Hello, I have been working with Unity’s ECS for some time now and I am wondering what are your practices of syncing the ECS based gameplay with Unity’s UI.
For UI that is based on specific events happening in the game this approach has worked for me so far:
public class SomeSystemData : IComponentData
{
public Action PlayerDied;
}
And here’s the managed system itself:
public partial class SomeSystem : SystemBase
{
private EntityQuery _playerQuery;
protected override void OnCreate()
{
EntityManager.AddComponentObject(SystemHandle, new SomeSystemData());
_playerQuery = new EntityQueryBuilder(Allocator.Temp).WithAll<PlayerTag>().WithNone<AliveTag>().Build(this);
RequireForUpdate(_playerQuery);
}
// Player died
protected override void OnStartRunning()
{
EntityManager.GetComponentObject<SomeSystemData>(SystemHandle).PlayerDied?.Invoke();
}
protected override void OnUpdate()
{
}
}
Right now this UI MonoBehaviour is coupled to SomeSystem but the idea here would be to try and get some interface-like component that ECS systems would change/interact with so there’s no direct link between UI and gameplay systems. The biggest downside right now is the Update method which tries to initialize the MonoBehaviour if it failed initializing at Start method. This probably could be prevented by using custom bootstraps/world creation to ensure the correct order of creation and initialization.
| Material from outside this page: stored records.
//! Shared nutrition data structures
//!
//! Per-100-gram provider records and the day's running totals.

use serde::{Deserialize, Serialize};

use super::GoalProfile;

/// Nutrient composition of a food per 100 grams, as reported by the provider.
///
/// Fields the provider omits default to zero; values are passed through
/// without range validation.
#[derive(Debug, Clone, Copy, Default, Serialize, Deserialize)]
pub struct NutrientRecord {
    #[serde(default)]
    pub calories_per_100g: f64,
    #[serde(default)]
    pub protein_per_100g: f64,
    #[serde(default)]
    pub carbs_per_100g: f64,
    #[serde(default)]
    pub fat_per_100g: f64,
}

/// Summed nutrient intake across all entries of the day
#[derive(Debug, Clone, Copy, Default, PartialEq, Serialize, Deserialize)]
pub struct Totals {
    pub calories: i64,
    pub protein: f64,  // grams
    pub carbs: f64,    // grams
    pub fat: f64,      // grams
}

impl Totals {
    /// Create totals with all zeros
    pub fn zero() -> Self {
        Self::default()
    }

    /// Intake still left before each target is met; negative when exceeded
    pub fn remaining(&self, goal: &GoalProfile) -> Remaining {
        Remaining {
            calories: goal.calories - self.calories,
            protein_g: goal.protein_g - self.protein,
            carbs_g: goal.carbs_g - self.carbs,
            fat_g: goal.fat_g - self.fat,
        }
    }

    /// Fraction of the calorie target consumed, capped at 1.0.
    ///
    /// Goal calories are positive by construction, so no division guard.
    pub fn progress_fraction(&self, goal: &GoalProfile) -> f64 {
        (self.calories as f64 / goal.calories as f64).min(1.0)
    }
}

impl std::ops::Add for Totals {
    type Output = Totals;

    fn add(self, other: Totals) -> Totals {
        Totals {
            calories: self.calories + other.calories,
            protein: self.protein + other.protein,
            carbs: self.carbs + other.carbs,
            fat: self.fat + other.fat,
        }
    }
}

impl std::iter::Sum for Totals {
    fn sum<I: Iterator<Item = Self>>(iter: I) -> Self {
        iter.fold(Totals::zero(), |acc, t| acc + t)
    }
}

/// Per-axis distance to the goal, `target - consumed`
#[derive(Debug, Clone, Copy, PartialEq, Serialize)]
pub struct Remaining {
    pub calories: i64,
    pub protein_g: f64,
    pub carbs_g: f64,
    pub fat_g: f64,
}

#[cfg(test)]
mod tests {
    use super::*;
    use crate::models::DayType;

    #[test]
    fn test_remaining_simple() {
        let totals = Totals {
            calories: 300,
            protein: 30.0,
            carbs: 15.0,
            fat: 7.5,
        };
        let goal = GoalProfile::for_day(DayType::Rest);
        let rem = totals.remaining(&goal);
        assert_eq!(rem.calories, 2200);
        assert!((rem.protein_g - 170.0).abs() < 0.001);
        assert!((rem.carbs_g - 240.0).abs() < 0.001);
        assert!((rem.fat_g - 67.5).abs() < 0.001);
    }

    #[test]
    fn test_remaining_goes_negative_when_exceeded() {
        let totals = Totals {
            calories: 3000,
            protein: 250.0,
            carbs: 0.0,
            fat: 0.0,
        };
        let goal = GoalProfile::for_day(DayType::Rest);
        let rem = totals.remaining(&goal);
        assert_eq!(rem.calories, -500);
        assert!((rem.protein_g + 50.0).abs() < 0.001);
    }

    #[test]
    fn test_progress_fraction_capped_at_one() {
        let goal = GoalProfile::for_day(DayType::Rest);
        let over = Totals { calories: 9000, ..Totals::zero() };
        assert_eq!(over.progress_fraction(&goal), 1.0);
    }

    #[test]
    fn test_progress_fraction_empty_is_zero() {
        let goal = GoalProfile::for_day(DayType::Training);
        assert_eq!(Totals::zero().progress_fraction(&goal), 0.0);
    }

    #[test]
    fn test_totals_sum() {
        let parts = vec![
            Totals { calories: 300, protein: 10.0, carbs: 5.0, fat: 1.0 },
            Totals { calories: 450, protein: 20.0, carbs: 15.0, fat: 2.5 },
        ];
        let total: Totals = parts.into_iter().sum();
        assert_eq!(total.calories, 750);
        assert!((total.protein - 30.0).abs() < 0.001);
        assert!((total.carbs - 20.0).abs() < 0.001);
        assert!((total.fat - 3.5).abs() < 0.001);
    }
}
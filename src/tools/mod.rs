//! daylog tools module
//!
//! MCP tool implementations for the daily nutrition log.

pub mod foods;
pub mod log;
pub mod status;
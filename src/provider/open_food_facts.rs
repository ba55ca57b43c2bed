//! OpenFoodFacts client
//!
//! Talks to the public OpenFoodFacts API. Search uses the legacy CGI search
//! endpoint; barcode lookup uses the v0 product endpoint. Nutriment values
//! arrive per 100 grams and are sometimes encoded as strings, so parsing is
//! deliberately lenient: anything unusable becomes zero.

use async_trait::async_trait;
use serde::{Deserialize, Deserializer};

use crate::models::NutrientRecord;

use super::{FoodCandidate, FoodProvider, ProviderResult};

const DEFAULT_BASE_URL: &str = "https://world.openfoodfacts.org";

/// Number of search results requested per query
const SEARCH_PAGE_SIZE: u32 = 5;

/// Name used when the provider has no product name
const UNKNOWN_NAME: &str = "Unknown";

/// HTTP client for the OpenFoodFacts API
#[derive(Debug, Clone)]
pub struct OpenFoodFactsClient {
    http: reqwest::Client,
    base_url: String,
}

impl OpenFoodFactsClient {
    pub fn new() -> Self {
        Self::with_base_url(DEFAULT_BASE_URL)
    }

    /// Point the client at a different host (used by tests and mirrors)
    pub fn with_base_url(base_url: impl Into<String>) -> Self {
        Self {
            http: reqwest::Client::new(),
            base_url: base_url.into(),
        }
    }
}

impl Default for OpenFoodFactsClient {
    fn default() -> Self {
        Self::new()
    }
}

#[async_trait]
impl FoodProvider for OpenFoodFactsClient {
    async fn search(&self, query: &str) -> ProviderResult<Vec<FoodCandidate>> {
        let url = format!("{}/cgi/search.pl", self.base_url);
        let body = self
            .http
            .get(&url)
            .query(&[
                ("search_terms", query),
                ("search_simple", "1"),
                ("action", "process"),
                ("json", "1"),
                ("page_size", &SEARCH_PAGE_SIZE.to_string()),
            ])
            .send()
            .await?
            .error_for_status()?
            .text()
            .await?;

        tracing::debug!(query, bytes = body.len(), "search response received");
        parse_search_response(&body)
    }

    async fn lookup_barcode(&self, code: &str) -> ProviderResult<Option<FoodCandidate>> {
        let url = format!("{}/api/v0/product/{}.json", self.base_url, code);
        let body = self
            .http
            .get(&url)
            .send()
            .await?
            .error_for_status()?
            .text()
            .await?;

        tracing::debug!(code, bytes = body.len(), "barcode response received");
        parse_product_response(&body)
    }
}

// ============================================================================
// Wire format
// ============================================================================

#[derive(Debug, Deserialize)]
struct SearchResponse {
    #[serde(default)]
    products: Vec<Product>,
}

#[derive(Debug, Deserialize)]
struct ProductResponse {
    #[serde(default)]
    status: i64,
    product: Option<Product>,
}

#[derive(Debug, Default, Deserialize)]
struct Product {
    #[serde(default)]
    product_name: Option<String>,
    #[serde(default)]
    brands: Option<String>,
    #[serde(default)]
    nutriments: Nutriments,
}

#[derive(Debug, Default, Deserialize)]
struct Nutriments {
    #[serde(rename = "energy-kcal_100g", default, deserialize_with = "lenient_f64")]
    energy_kcal_100g: f64,
    #[serde(rename = "proteins_100g", default, deserialize_with = "lenient_f64")]
    proteins_100g: f64,
    #[serde(rename = "carbohydrates_100g", default, deserialize_with = "lenient_f64")]
    carbohydrates_100g: f64,
    #[serde(rename = "fat_100g", default, deserialize_with = "lenient_f64")]
    fat_100g: f64,
}

/// OpenFoodFacts sends nutriments as numbers or strings depending on the
/// product; anything else (null, garbage) counts as zero.
fn lenient_f64<'de, D>(deserializer: D) -> Result<f64, D::Error>
where
    D: Deserializer<'de>,
{
    let value = serde_json::Value::deserialize(deserializer)?;
    Ok(match value {
        serde_json::Value::Number(n) => n.as_f64().unwrap_or(0.0),
        serde_json::Value::String(s) => s.trim().parse().unwrap_or(0.0),
        _ => 0.0,
    })
}

impl From<Product> for FoodCandidate {
    fn from(p: Product) -> Self {
        let name = p
            .product_name
            .filter(|n| !n.trim().is_empty())
            .unwrap_or_else(|| UNKNOWN_NAME.to_string());
        let brand = p.brands.filter(|b| !b.trim().is_empty());
        FoodCandidate {
            name,
            brand,
            nutrients: NutrientRecord {
                calories_per_100g: p.nutriments.energy_kcal_100g,
                protein_per_100g: p.nutriments.proteins_100g,
                carbs_per_100g: p.nutriments.carbohydrates_100g,
                fat_per_100g: p.nutriments.fat_100g,
            },
        }
    }
}

fn parse_search_response(body: &str) -> ProviderResult<Vec<FoodCandidate>> {
    let response: SearchResponse = serde_json::from_str(body)?;
    Ok(response.products.into_iter().map(FoodCandidate::from).collect())
}

fn parse_product_response(body: &str) -> ProviderResult<Option<FoodCandidate>> {
    let response: ProductResponse = serde_json::from_str(body)?;
    if response.status != 1 {
        return Ok(None);
    }
    Ok(response.product.map(FoodCandidate::from))
}

#[cfg(test)]
mod tests {
    use super::*;

    #[test]
    fn test_parse_search_response() {
        let body = r#"{
            "count": 2,
            "products": [
                {
                    "product_name": "Skyr Naturel",
                    "brands": "Arla",
                    "nutriments": {
                        "energy-kcal_100g": 63,
                        "proteins_100g": 10.6,
                        "carbohydrates_100g": 3.9,
                        "fat_100g": 0.2
                    }
                },
                {
                    "product_name": "Skyr Vanilje",
                    "nutriments": {
                        "energy-kcal_100g": 75,
                        "proteins_100g": 9.5
                    }
                }
            ]
        }"#;
        let candidates = parse_search_response(body).unwrap();
        assert_eq!(candidates.len(), 2);
        assert_eq!(candidates[0].display_name(), "Skyr Naturel - Arla");
        assert!((candidates[0].nutrients.calories_per_100g - 63.0).abs() < 0.001);
        assert!((candidates[0].nutrients.protein_per_100g - 10.6).abs() < 0.001);
        // Missing nutriments default to zero
        assert_eq!(candidates[1].nutrients.carbs_per_100g, 0.0);
        assert_eq!(candidates[1].nutrients.fat_per_100g, 0.0);
    }

    #[test]
    fn test_parse_search_no_products_key() {
        let candidates = parse_search_response(r#"{"count": 0}"#).unwrap();
        assert!(candidates.is_empty());
    }

    #[test]
    fn test_parse_string_encoded_nutriments() {
        let body = r#"{
            "products": [
                {
                    "product_name": "Havregryn",
                    "nutriments": {
                        "energy-kcal_100g": "368",
                        "proteins_100g": "13.5",
                        "carbohydrates_100g": "58.7",
                        "fat_100g": null
                    }
                }
            ]
        }"#;
        let candidates = parse_search_response(body).unwrap();
        let n = &candidates[0].nutrients;
        assert!((n.calories_per_100g - 368.0).abs() < 0.001);
        assert!((n.protein_per_100g - 13.5).abs() < 0.001);
        assert!((n.carbs_per_100g - 58.7).abs() < 0.001);
        assert_eq!(n.fat_per_100g, 0.0);
    }

    #[test]
    fn test_parse_unnamed_product_gets_placeholder() {
        let body = r#"{"products": [{"nutriments": {}}]}"#;
        let candidates = parse_search_response(body).unwrap();
        assert_eq!(candidates[0].name, "Unknown");
        assert!(candidates[0].brand.is_none());
    }

    #[test]
    fn test_parse_product_found() {
        let body = r#"{
            "status": 1,
            "product": {
                "product_name": "Minimælk",
                "brands": "Arla",
                "nutriments": {"energy-kcal_100g": 37, "proteins_100g": 3.5}
            }
        }"#;
        let candidate = parse_product_response(body).unwrap().unwrap();
        assert_eq!(candidate.name, "Minimælk");
        assert!((candidate.nutrients.calories_per_100g - 37.0).abs() < 0.001);
    }

    #[test]
    fn test_parse_product_not_found() {
        let body = r#"{"status": 0, "status_verbose": "product not found"}"#;
        assert!(parse_product_response(body).unwrap().is_none());
    }

    #[test]
    fn test_parse_garbage_is_payload_error() {
        assert!(parse_search_response("<html>teapot</html>").is_err());
    }
}
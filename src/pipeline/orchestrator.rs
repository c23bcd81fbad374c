//! End-to-end extraction for one document:
//! classify → segment → rule-extract → (enrich → merge) → emit.

use std::panic::{self, AssertUnwindSafe};
use std::sync::Arc;

use serde::Serialize;
use thiserror::Error;
use uuid::Uuid;

use super::batch::map_ordered;
use super::diagnostic::{Artifact, RunDump};
use super::document::{classify, DocumentError, RawDocument, StructureKind};
use super::enrichment::{merge, Enricher, EnrichmentError, EnrichmentResult, LlmClient, OllamaClient};
use super::rules::RuleEngine;
use super::segment::{drop_noise, segment_narrative, segment_tables, RecordBlock};
use crate::config::{ConfigError, PipelineConfig};
use crate::models::{Column, ExtractedRecord, COLUMNS};

#[derive(Error, Debug)]
pub enum PipelineError {
    #[error("Document yielded no usable text or table content")]
    NoContent,

    #[error("Document text could not be read: {0}")]
    NoReadableText(#[source] DocumentError),

    #[error("Configuration error: {0}")]
    Config(#[from] ConfigError),

    #[error("Enrichment client setup failed: {0}")]
    EnrichmentSetup(#[from] EnrichmentError),
}

/// Per-document state machine.
#[derive(Debug, Clone, Copy, PartialEq, Eq, Serialize)]
#[serde(rename_all = "snake_case")]
pub enum PipelineStage {
    Received,
    Classified,
    Segmented,
    Extracted,
    Enriched,
    Emitted,
    Failed,
}

impl std::fmt::Display for PipelineStage {
    fn fmt(&self, f: &mut std::fmt::Formatter<'_>) -> std::fmt::Result {
        let name = match self {
            Self::Received => "received",
            Self::Classified => "classified",
            Self::Segmented => "segmented",
            Self::Extracted => "extracted",
            Self::Enriched => "enriched",
            Self::Emitted => "emitted",
            Self::Failed => "failed",
        };
        f.write_str(name)
    }
}

/// Result of one pipeline run.
#[derive(Debug, Clone, Serialize)]
pub struct PipelineOutput {
    pub run_id: Uuid,
    /// Structure actually used for segmentation (after re-validation).
    pub structure: StructureKind,
    /// Records in document order.
    pub records: Vec<ExtractedRecord>,
    /// Blocks dropped as noise.
    pub dropped: usize,
    /// Blocks lost to an unexpected failure during rule extraction.
    pub failed: usize,
    /// Records whose enrichment fell back.
    pub enrichment_degraded: usize,
}

impl PipelineOutput {
    /// Presentation order for the renderer.
    pub fn columns(&self) -> &'static [Column] {
        &COLUMNS
    }
}

#[derive(Serialize)]
struct StructureDump<'a> {
    run_id: &'a Uuid,
    classified: StructureKind,
    segmented_as: StructureKind,
    blocks: usize,
    dropped: usize,
}

pub struct ExtractionPipeline {
    config: PipelineConfig,
    engine: RuleEngine,
    client: Option<Arc<dyn LlmClient>>,
}

impl ExtractionPipeline {
    /// Build from config. An Ollama client is created only when enrichment
    /// is enabled.
    pub fn new(config: PipelineConfig) -> Result<Self, PipelineError> {
        let client: Option<Arc<dyn LlmClient>> = if config.enrichment.mode.is_enabled() {
            let e = &config.enrichment;
            Some(Arc::new(OllamaClient::new(&e.base_url, e.timeout())?))
        } else {
            None
        };
        Self::build(config, client)
    }

    /// Build with a caller-supplied enrichment client.
    pub fn with_client(config: PipelineConfig, client: Arc<dyn LlmClient>) -> Result<Self, PipelineError> {
        Self::build(config, Some(client))
    }

    fn build(config: PipelineConfig, client: Option<Arc<dyn LlmClient>>) -> Result<Self, PipelineError> {
        config.validate()?;
        let engine = RuleEngine::new(&config.rules).map_err(ConfigError::from)?;
        Ok(Self {
            config,
            engine,
            client,
        })
    }

    pub fn config(&self) -> &PipelineConfig {
        &self.config
    }

    /// Run the full pipeline on one document.
    ///
    /// Only a document with no usable content is an error; noise, field gaps,
    /// failed blocks and degraded enrichment are absorbed and counted.
    pub fn run(&self, doc: &dyn RawDocument) -> Result<PipelineOutput, PipelineError> {
        let run_id = Uuid::new_v4();
        let span = tracing::info_span!("extract_document", %run_id);
        let _guard = span.enter();

        tracing::debug!(stage = %PipelineStage::Received, "Document received");
        let result = self.run_stages(doc, run_id);
        match &result {
            Ok(out) => tracing::info!(
                stage = %PipelineStage::Emitted,
                structure = %out.structure,
                records = out.records.len(),
                dropped = out.dropped,
                failed = out.failed,
                degraded = out.enrichment_degraded,
                "Extraction complete"
            ),
            Err(e) => tracing::error!(stage = %PipelineStage::Failed, error = %e, "Extraction failed"),
        }
        result
    }

    fn run_stages(&self, doc: &dyn RawDocument, run_id: Uuid) -> Result<PipelineOutput, PipelineError> {
        let dump = RunDump::open(self.config.debug_dump_dir.as_deref(), &run_id);

        let classified = classify(doc);
        tracing::info!(stage = %PipelineStage::Classified, structure = %classified, "Document classified");

        let (raw_blocks, structure) = self.segment(doc, classified)?;
        let (blocks, dropped) = drop_noise(raw_blocks, self.config.segmentation.min_block_chars);
        tracing::info!(
            stage = %PipelineStage::Segmented,
            structure = %structure,
            blocks = blocks.len(),
            dropped,
            "Document segmented"
        );
        if let Some(dump) = &dump {
            let info = StructureDump {
                run_id: &run_id,
                classified,
                segmented_as: structure,
                blocks: blocks.len(),
                dropped,
            };
            dump.json(Artifact::Structure, &info);
            dump.blocks(&blocks);
        }

        let (blocks, rule_records, failed) = self.extract_all(blocks);
        tracing::info!(
            stage = %PipelineStage::Extracted,
            records = rule_records.len(),
            failed,
            "Rule extraction complete"
        );
        if let Some(dump) = &dump {
            dump.json(Artifact::RuleRecords, &rule_records);
        }

        let (records, enrichment_degraded) = match &self.client {
            Some(client) if self.config.enrichment.mode.is_enabled() => {
                self.enrich_all(client.clone(), &blocks, rule_records)
            }
            _ => (rule_records, 0),
        };

        if let Some(dump) = &dump {
            dump.json(Artifact::FinalRecords, &records);
        }

        Ok(PipelineOutput {
            run_id,
            structure,
            records,
            dropped,
            failed,
            enrichment_degraded,
        })
    }

    /// Segment per the classification, re-validating a tabular verdict.
    fn segment(
        &self,
        doc: &dyn RawDocument,
        classified: StructureKind,
    ) -> Result<(Vec<RecordBlock>, StructureKind), PipelineError> {
        if classified == StructureKind::Tabular {
            match doc.get_tables() {
                Ok(grids) if grids.first().is_some_and(|g| g.len() >= 2) => {
                    let blocks = segment_tables(&grids);
                    if !blocks.is_empty() {
                        return Ok((blocks, StructureKind::Tabular));
                    }
                    tracing::info!("No anchored table rows, falling back to narrative");
                }
                Ok(_) => tracing::info!("First table has no data rows, falling back to narrative"),
                Err(e) => tracing::warn!(error = %e, "Table extraction failed, falling back to narrative"),
            }
        }

        let lines = doc.get_text().map_err(PipelineError::NoReadableText)?;
        if lines.iter().all(|l| l.trim().is_empty()) {
            return Err(PipelineError::NoContent);
        }
        Ok((segment_narrative(&lines), StructureKind::Narrative))
    }

    /// Rule-extract every block on the calling thread. A block whose
    /// extraction panics is dropped and counted.
    fn extract_all(&self, blocks: Vec<RecordBlock>) -> (Vec<RecordBlock>, Vec<ExtractedRecord>, usize) {
        let mut kept = Vec::with_capacity(blocks.len());
        let mut records = Vec::with_capacity(blocks.len());
        let mut failed = 0;

        for block in blocks {
            match panic::catch_unwind(AssertUnwindSafe(|| self.engine.extract_block(&block))) {
                Ok(record) => {
                    tracing::debug!(block = block.index, fields = record.filled_count(), "Block extracted");
                    kept.push(block);
                    records.push(record);
                }
                Err(_) => {
                    tracing::warn!(block = block.index, serial = ?block.serial, "Rule extraction failed, dropping block");
                    failed += 1;
                }
            }
        }
        (kept, records, failed)
    }

    /// Enrich blocks on the worker pool and merge into the rule records.
    /// Returns the merged records and the number of degraded results.
    fn enrich_all(
        &self,
        client: Arc<dyn LlmClient>,
        blocks: &[RecordBlock],
        rule_records: Vec<ExtractedRecord>,
    ) -> (Vec<ExtractedRecord>, usize) {
        let settings = &self.config.enrichment;
        let enricher = Enricher::new(client, settings);
        let fallback_chars = settings.fallback_summary_chars;

        let results = map_ordered(blocks, settings.worker_count(), |_, block| {
            enricher.enrich(&block.text())
        });

        let mut degraded = 0;
        let records: Vec<ExtractedRecord> = rule_records
            .into_iter()
            .zip(results)
            .zip(blocks)
            .map(|((rule, outcome), block)| {
                let enrichment = outcome.unwrap_or_else(|failure| {
                    let reason = EnrichmentError::TaskFailed(failure.to_string());
                    EnrichmentResult::fallback(block.text().trim(), fallback_chars, &reason)
                });
                if enrichment.is_degraded() {
                    degraded += 1;
                }
                merge(rule, &enrichment, settings.mode, &settings.owned_fields)
            })
            .collect();

        tracing::info!(
            stage = %PipelineStage::Enriched,
            records = records.len(),
            degraded,
            mode = %settings.mode,
            "Enrichment complete"
        );
        (records, degraded)
    }
}
use serde::{Deserialize, Serialize};

use super::DocumentError;

/// One table as extracted by the conversion backend: rows of cells.
/// Rows may be ragged; a missing cell reads as an empty string.
pub type Grid = Vec<Vec<String>>;

/// Whether a document is laid out as a table of incidents or as numbered prose.
#[derive(Debug, Clone, Copy, PartialEq, Eq, Serialize, Deserialize)]
#[serde(rename_all = "snake_case")]
pub enum StructureKind {
    Tabular,
    Narrative,
}

impl std::fmt::Display for StructureKind {
    fn fmt(&self, f: &mut std::fmt::Formatter<'_>) -> std::fmt::Result {
        match self {
            Self::Tabular => write!(f, "tabular"),
            Self::Narrative => write!(f, "narrative"),
        }
    }
}

/// Read-only view of a converted source document.
///
/// Implementations wrap whatever conversion backend produced the content.
/// The pipeline borrows the document for the duration of one run.
pub trait RawDocument: Send + Sync {
    /// The document's text, one entry per line, in reading order.
    fn get_text(&self) -> Result<Vec<String>, DocumentError>;

    /// All tables in the document, in reading order.
    fn get_tables(&self) -> Result<Vec<Grid>, DocumentError>;

    /// Lattice-style table probe on the first page.
    ///
    /// Returns the number of ruled tables found. The default implementation
    /// counts the tables the backend reports for the whole document, which is
    /// enough for backends that cannot address single pages.
    fn probe_first_page_tables(&self) -> Result<usize, DocumentError> {
        Ok(self.get_tables()?.len())
    }
}

/// Fetch a cell from a ragged row, treating missing cells as empty.
pub fn cell(row: &[String], index: usize) -> &str {
    row.get(index).map(String::as_str).unwrap_or("")
}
I would be interested to see what are your approaches to creating UI in the new ECS framework!
Author UI as data (e.g. via EntityManager.AddComponentObject), and query on it via managed (SystemBase) system.
This is by far most reliable way to communicate for the UI.
Basically its one-way ECS → MonoBehaviour;
Pros:
Required data can be directly queried / accessed from entities in a system, just as usual;
UI updates only when present (authored);
Can be reactive if subscriptions are performed in OnCreate / OnDestroy (cleanup)
(e.g. Enabled can be used to toggle logic)
Cons:
Managed, obviously. But at the same time MonoBehaviours already are, so no big deal.
E.g.
public class SomeMonoBehaviourUI : MonoBehaviour {
// Author SomeMonoBehaviourUI as managed component to the required World first
...
public void DoSomething(UIData data);
}
// Then in a system
public partial class SomeUISystem : SystemBase {
protected override void OnUpdate() {
...
// E.g. if (!_playerDeadQuery.IsEmpty)
// Or even better -> use filter in OnCreate alike RequireForUpdate
Entities.ForEach((in SomeMonoBehaviourUI ui) => {
...
ui.DoSomething(data);
// Or even better, perform logic on the UI component from the system directly,
// without passing data, e.g. show / hide, start animations etc.
}).WithoutBurst().Run();
}
}
If you’re troubled about decoupling - you don’t actually need it in this case.
All data is already decoupled from UI - its stored on the ECS side.
To add more features, you’d just write different systems with different logic.
@VergilUa this seems like a very natural approach to creating hybrid UI for ECS - it reduces most of the boilerplate code and coupling issues, thank you.
One important thing to remember is to clean up the entity on reloading/quitting the scene so the systems won’t run into NullReferenceExceptions.
This might be fine to enable or disable ui, but we often need to know if some user interface is visible, or if it’s showing or hiding, in BurstCompatible code. So we’ve just made an ECS layer for knowing/controlling the ui, that we call ViewSystem.
Every ui element has an entity and some states components. For instance, the Ui for showing subtitles is called SubtitleView has an entity composed like this:
View
ViewObject
Canvas
CanvasGroup
etc.
SubtitleView
FixedString64 TextId
SubtitleViewObject
TMProUGUI Text
ViewIsHidden
What has an “Object” suffix is a component object, all the others are IComponentData. So basically, another ECS system could do:
SetComponent on SubtitleView to change the text
AddComponent ViewShow on the view entity to trigger the showing of the view
This way the simulation is clean, and somewhere after we apply the new text to the text mesh pro component, and the new alpha value to the Canvas Group. It also allows other systems to know if Subtitles are currently displayed by querying SubtitleView and ViewIsShown tags, all in bursted code.
@alexandre-fiset Your solution sounds really interesting. Would you be able to post small code examples that show how that approach works? I’m fairly new to DOTS. Specifically I’m unsure how using SetComponent on SubtitleView would change the text, but I’d be really interested to see how the approach works as a whole.